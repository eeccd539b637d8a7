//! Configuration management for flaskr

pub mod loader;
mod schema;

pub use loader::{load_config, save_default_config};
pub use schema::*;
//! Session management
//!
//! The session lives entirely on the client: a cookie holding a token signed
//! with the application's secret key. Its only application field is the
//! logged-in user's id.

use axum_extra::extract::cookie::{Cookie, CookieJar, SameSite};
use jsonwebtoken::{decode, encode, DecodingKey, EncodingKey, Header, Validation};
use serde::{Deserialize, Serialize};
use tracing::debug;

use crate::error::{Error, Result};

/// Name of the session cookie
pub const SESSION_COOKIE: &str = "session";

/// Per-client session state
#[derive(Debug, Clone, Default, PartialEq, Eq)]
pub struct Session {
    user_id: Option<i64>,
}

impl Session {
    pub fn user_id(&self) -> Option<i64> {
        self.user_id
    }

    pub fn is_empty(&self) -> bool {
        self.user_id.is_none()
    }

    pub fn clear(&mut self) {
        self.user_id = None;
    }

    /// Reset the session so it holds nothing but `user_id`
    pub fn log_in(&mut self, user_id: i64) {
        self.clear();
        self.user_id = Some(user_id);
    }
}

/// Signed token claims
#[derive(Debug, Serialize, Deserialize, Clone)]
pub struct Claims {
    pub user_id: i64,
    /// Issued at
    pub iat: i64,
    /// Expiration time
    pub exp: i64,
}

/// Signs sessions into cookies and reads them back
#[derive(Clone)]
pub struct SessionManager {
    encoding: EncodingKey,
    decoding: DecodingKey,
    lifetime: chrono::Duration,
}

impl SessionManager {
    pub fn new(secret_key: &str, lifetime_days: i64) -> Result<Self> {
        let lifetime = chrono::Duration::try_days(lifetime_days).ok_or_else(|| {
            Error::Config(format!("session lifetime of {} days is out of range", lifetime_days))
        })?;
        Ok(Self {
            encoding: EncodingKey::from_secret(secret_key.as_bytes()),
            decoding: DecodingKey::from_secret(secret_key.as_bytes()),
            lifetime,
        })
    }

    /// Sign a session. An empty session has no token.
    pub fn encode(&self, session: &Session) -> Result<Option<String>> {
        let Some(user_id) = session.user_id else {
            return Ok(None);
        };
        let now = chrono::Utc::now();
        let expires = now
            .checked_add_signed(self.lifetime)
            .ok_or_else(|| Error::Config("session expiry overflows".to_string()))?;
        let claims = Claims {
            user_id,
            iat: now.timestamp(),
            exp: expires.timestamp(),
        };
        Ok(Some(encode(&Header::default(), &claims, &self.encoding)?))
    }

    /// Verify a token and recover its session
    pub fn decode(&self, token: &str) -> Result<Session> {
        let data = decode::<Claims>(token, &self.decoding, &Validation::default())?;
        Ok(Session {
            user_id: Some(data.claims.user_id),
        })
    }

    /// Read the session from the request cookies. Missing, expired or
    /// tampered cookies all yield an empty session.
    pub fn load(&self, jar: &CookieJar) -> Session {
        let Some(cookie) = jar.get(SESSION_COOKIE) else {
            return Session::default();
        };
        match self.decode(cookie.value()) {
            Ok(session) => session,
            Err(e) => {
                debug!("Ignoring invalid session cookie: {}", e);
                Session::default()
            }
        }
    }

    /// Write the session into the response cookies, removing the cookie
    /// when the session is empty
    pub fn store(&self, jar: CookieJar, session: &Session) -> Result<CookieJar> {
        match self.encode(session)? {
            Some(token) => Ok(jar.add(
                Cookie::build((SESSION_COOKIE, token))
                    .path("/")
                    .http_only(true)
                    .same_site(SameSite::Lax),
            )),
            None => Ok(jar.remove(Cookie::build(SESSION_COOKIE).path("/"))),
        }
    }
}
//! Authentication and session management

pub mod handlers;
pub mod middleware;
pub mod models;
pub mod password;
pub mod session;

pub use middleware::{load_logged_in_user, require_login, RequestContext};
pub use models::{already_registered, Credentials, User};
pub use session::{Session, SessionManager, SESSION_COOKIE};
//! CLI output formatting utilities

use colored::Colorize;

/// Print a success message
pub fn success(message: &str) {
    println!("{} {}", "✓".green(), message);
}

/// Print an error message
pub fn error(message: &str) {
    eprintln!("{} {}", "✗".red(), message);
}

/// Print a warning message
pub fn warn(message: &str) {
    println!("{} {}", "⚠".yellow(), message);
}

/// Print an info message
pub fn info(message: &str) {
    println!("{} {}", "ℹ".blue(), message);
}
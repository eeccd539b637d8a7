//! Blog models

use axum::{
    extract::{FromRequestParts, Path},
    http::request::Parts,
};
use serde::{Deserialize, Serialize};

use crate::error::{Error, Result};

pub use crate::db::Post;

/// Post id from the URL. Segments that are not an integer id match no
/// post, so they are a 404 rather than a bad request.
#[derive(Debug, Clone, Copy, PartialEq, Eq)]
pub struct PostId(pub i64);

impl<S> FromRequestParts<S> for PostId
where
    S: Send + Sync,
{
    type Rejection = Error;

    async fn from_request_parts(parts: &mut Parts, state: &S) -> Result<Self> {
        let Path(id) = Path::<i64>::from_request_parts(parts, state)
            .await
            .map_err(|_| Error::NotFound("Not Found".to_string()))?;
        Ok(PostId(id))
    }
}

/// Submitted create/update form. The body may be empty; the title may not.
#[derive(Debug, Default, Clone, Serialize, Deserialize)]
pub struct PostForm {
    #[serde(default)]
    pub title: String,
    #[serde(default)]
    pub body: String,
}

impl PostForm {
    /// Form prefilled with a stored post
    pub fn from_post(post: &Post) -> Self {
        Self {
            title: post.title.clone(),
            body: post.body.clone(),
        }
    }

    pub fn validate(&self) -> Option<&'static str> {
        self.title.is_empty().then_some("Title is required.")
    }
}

────────────────────

Goal of the exercise: When the line with "#[derive(Clone)]" is reached in the data above, begin copying, and stop after the line with "pub fn new(secret_key: &str, lifetime_days: i64)"; copy each line exactly, both ends included.

Exercise output:
#[derive(Clone)]
pub struct SessionManager {
    encoding: EncodingKey,
    decoding: DecodingKey,
    lifetime: chrono::Duration,
}

impl SessionManager {
    pub fn new(secret_key: &str, lifetime_days: i64) -> Result<Self> {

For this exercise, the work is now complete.